Опенкин вытер руку о штанину и протянул ее крупному человеку с породистым лицом интеллигентного фармазонщика.
– Думал, вы давно откинулись, Александр Николаевич. Вас заждались новые роли.
Каштанка незаметным движением извлек откуда-то из – под полы пачку «Беломора».
– Увы, – заключенный прилично сыграл разочарование, не спуская алчного взгляда с пачки папирос. – Оставили еще на сезон в этом театре.
– Дело временное, – успокоил Опенкин. – Не завтра, так через червончик откинетесь. Держите вот – от благодарных почитателей.
– Что вы! Что вы, Опенкин! – артист сопротивлялся, уже держа пачку в руке. – Махоркой обойдусь. Привычней!
– Вам здоровье беречь надо. Вы же не просто – с моста. Легавый буду! И здоровье ваше – народное, товарищ Очаев.
– Было народное, – подыграл ему артист, переходя на феню, – пока меня не кинули через каргалыгу на 58-ю, скользкую, как у последнего порчака…

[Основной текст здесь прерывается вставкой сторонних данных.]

//! Input sources: buttons and the motion sampler.
//!
//! The button handler runs in interrupt context and only touches atomics.
//! The motion sampler is a polling task that turns IMU jerks into Morse
//! symbols while the device is collecting.

use core::sync::atomic::{AtomicBool, Ordering};

use crate::device::DeviceState;
use crate::fault::FaultCode;
use crate::gesture::{Gesture, GestureClassifier};
use crate::hal::{MotionSensor, Panel};
use crate::link::{send, LinkTx};
use crate::mode::{Event, Mode};
use crate::surface::Surface;

/// Physical buttons.
#[derive(Debug, Clone, Copy, PartialEq, Eq)]
pub enum Button {
    /// Advances or aborts the mode sequence.
    Primary,
    /// Requests an explicit word space.
    Secondary,
}

/// "Send a space" request raised by the secondary button.
pub struct SecondaryAction {
    requested: AtomicBool,
}

impl SecondaryAction {
    pub const fn new() -> Self {
        Self {
            requested: AtomicBool::new(false),
        }
    }

    /// Raise the request (ISR).
    #[inline]
    pub fn request(&self) {
        self.requested.store(true, Ordering::Release);
    }

    /// Check without consuming.
    #[inline]
    pub fn is_requested(&self) -> bool {
        self.requested.load(Ordering::Acquire)
    }

    /// Consume the request.
    #[inline]
    pub fn take(&self) -> bool {
        self.requested.swap(false, Ordering::AcqRel)
    }
}

impl Default for SecondaryAction {
    fn default() -> Self {
        Self::new()
    }
}

/// Falling-edge handler. Interrupt-safe: no blocking, no allocation.
///
/// Returns the mode after the edge.
pub fn on_button_edge(device: &DeviceState, button: Button, now_ms: u64) -> Mode {
    match button {
        Button::Primary => {
            let (prev, next) = device.mode.apply(Event::ButtonPress);
            // An abort also drops the message, or Waiting would replay it
            if !matches!(prev, Mode::Waiting | Mode::Collecting) && device.pending.discard() {
                crate::diag_debug!(device.log, now_ms, "button: pending message dropped");
            }
            crate::diag_debug!(device.log, now_ms, "button: {} -> {}", prev, next);
            next
        }
        Button::Secondary => {
            device.secondary.request();
            device.mode.read()
        }
    }
}

/// What one sampler tick did.
#[derive(Debug, Clone, Copy, PartialEq, Eq)]
pub enum SamplerStep {
    /// Not collecting; nothing sampled.
    Idle,
    /// Sensor down, waiting out the backoff.
    SensorBackoff,
    /// Sampled, nothing classified.
    Quiet,
    /// A gesture was classified and sent.
    Symbol(Gesture),
    /// The secondary button's space was sent.
    Space,
}

/// Polls the IMU while collecting and forwards classified symbols.
pub struct MotionSampler {
    classifier: GestureClassifier,
    sensor_ready: bool,
    retry_at_ms: u64,
    config_gen: u16,
}

impl MotionSampler {
    pub fn new(device: &DeviceState) -> Self {
        Self {
            classifier: GestureClassifier::new(device.config.gesture()),
            sensor_ready: false,
            retry_at_ms: 0,
            config_gen: device.config.generation(),
        }
    }

    /// True once the sensor has been initialised.
    pub fn sensor_ready(&self) -> bool {
        self.sensor_ready
    }

    /// One sampler cycle.
    pub fn tick<S, P, L>(
        &mut self,
        now_ms: u64,
        device: &DeviceState,
        sensor: &mut S,
        surface: &Surface<P>,
        link: &L,
    ) -> SamplerStep
    where
        S: MotionSensor,
        P: Panel,
        L: LinkTx,
    {
        if device.mode.read() != Mode::Collecting {
            // Stale history would fake a jerk on re-entry
            self.classifier.reset();
            device.secondary.take();
            return SamplerStep::Idle;
        }

        if !self.ensure_sensor(now_ms, device, sensor) {
            return SamplerStep::SensorBackoff;
        }

        let gen = device.config.generation();
        if gen != self.config_gen {
            self.classifier.set_config(device.config.gesture());
            self.config_gen = gen;
        }

        let mut step = SamplerStep::Quiet;

        match sensor.read_motion() {
            Ok(sample) => {
                if let Some(gesture) = self.classifier.push(sample) {
                    blip(device, surface);
                    send(link, &[gesture.as_byte()], device);
                    crate::diag_debug!(device.log, now_ms, "gesture {:?}", gesture);
                    step = SamplerStep::Symbol(gesture);
                }
            }
            Err(e) => {
                device.faults.record(FaultCode::SensorUnavailable, 0);
                crate::diag_warn!(device.log, now_ms, "imu read: {}", e);
                self.sensor_ready = false;
                self.retry_at_ms = now_ms + backoff_ms(device);
                self.classifier.reset();
                return SamplerStep::SensorBackoff;
            }
        }

        if device.secondary.take() {
            blip(device, surface);
            send(link, b" ", device);
            if step == SamplerStep::Quiet {
                step = SamplerStep::Space;
            }
        }

        step
    }

    fn ensure_sensor<S: MotionSensor>(
        &mut self,
        now_ms: u64,
        device: &DeviceState,
        sensor: &mut S,
    ) -> bool {
        if self.sensor_ready {
            return true;
        }
        if now_ms < self.retry_at_ms {
            return false;
        }

        match sensor.init_motion() {
            Ok(()) => {
                crate::diag_info!(device.log, now_ms, "imu ready");
                self.sensor_ready = true;
                self.classifier.reset();
                true
            }
            Err(e) => {
                let backoff = backoff_ms(device);
                device.faults.record(FaultCode::SensorUnavailable, backoff as u32);
                crate::diag_warn!(device.log, now_ms, "imu init: {}, retry in {} ms", e, backoff);
                self.retry_at_ms = now_ms + backoff;
                false
            }
        }
    }
}

fn backoff_ms(device: &DeviceState) -> u64 {
    device.config.sensor_backoff_ms.load(Ordering::Relaxed) as u64
}

/// Short tone+light acknowledgement of a symbol. Skipped if the surface is
/// busy; the symbol is still sent.
fn blip<P: Panel>(device: &DeviceState, surface: &Surface<P>) {
    let Some(mut panel) = surface.try_lease() else {
        return;
    };
    let timing = device.config.timing();
    let ms = device.config.blip_ms.load(Ordering::Relaxed);

    panel.set_indicator(true);
    panel.play_tone(timing.tone_hz, ms);
    panel.set_indicator(false);
}

#[cfg(test)]
mod tests {
    use super::*;

    #[test]
    fn test_primary_cycles_modes() {
        let device = DeviceState::new();
        assert_eq!(on_button_edge(&device, Button::Primary, 0), Mode::Collecting);
        assert_eq!(on_button_edge(&device, Button::Primary, 1), Mode::Sent);
        assert_eq!(on_button_edge(&device, Button::Primary, 2), Mode::Waiting);
    }

    #[test]
    fn test_abort_drops_pending_message() {
        let device = DeviceState::new();
        device.pending.publish(b"...");
        device.mode.write(Mode::MessageReceived);

        assert_eq!(on_button_edge(&device, Button::Primary, 0), Mode::Waiting);
        assert!(!device.pending.is_pending());
    }

    #[test]
    fn test_start_collecting_keeps_pending_message() {
        let device = DeviceState::new();
        device.pending.publish(b".");

        assert_eq!(on_button_edge(&device, Button::Primary, 0), Mode::Collecting);
        assert!(device.pending.is_pending());
    }

    #[test]
    fn test_secondary_leaves_mode_alone() {
        let device = DeviceState::new();
        device.mode.write(Mode::Collecting);

        assert_eq!(on_button_edge(&device, Button::Secondary, 0), Mode::Collecting);
        assert!(device.secondary.is_requested());
        assert!(device.secondary.take());
        assert!(!device.secondary.take());
    }
}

Федор оценил слова артиста поощрительной улыбкой и сказал, махнув тонкой ладонью:
– Обойдется… О! Вдруг откуда ни возьмись, появилось нечто! – Опенкин указал пальцем на Упорова. – Ты-то как притусовался к приличным людям?! Говорили – тебя грохнули. Получается – вторую жизнь живешь. Ну, ёра!
Зэк скакнул на нары и блаженно вытянулся рядом с Вадимом. Он прежде осмотрелся и спросил шепотом, когда о нем уже забыли:
– Где вас повязали?
– В Таежном, – так же тихо ответил Упоров. – Денис решил взять кассу и уходить через Серафима.
– Взяли? – интерес был неподдельным, с легким огоньком в прищуренном глазе.
– Взяли. Мы – кассу, нас – менты. Дениса кончали на месте.
– Чалдона тоже шмальнули. Он грабки вскинул, а ему пуля – в лоб. Погорячился мусор. Пельмень не жилец. За Стадника ты ничего не знаешь. Понял? Тех двух, из опергруппы, взял на себя Шура. Ты чистый. Скажешь – к хвосту привязали. За рыжье помалкивай, не было рыжья! – Федор задумался и с неудовольствием произнес: – У ментов было бессудное право тебя кончать. Помиловали. Ты имя живой нужон…
– А вам?! – спросил вспотевший от возмущения Упоров.
– Кто-то вломил с опозданием, – Опенкин не ответил, продолжая разговаривать сам с собой, все было сделано умышленно. – Это не вор, или вор, но недопущенный… Короче, Вадим, сходка не хотела оставлять свидетелей. За тебя поручился Львов, ну, а я само собой…
– Дьяк?! – Упоров даже приподнялся, превозмогая боль, и поглядел в глаза Федора.
– Никанор Евстафьевич воздержались. Больным сказался Никанор Евстафьевич. Ты его не суди.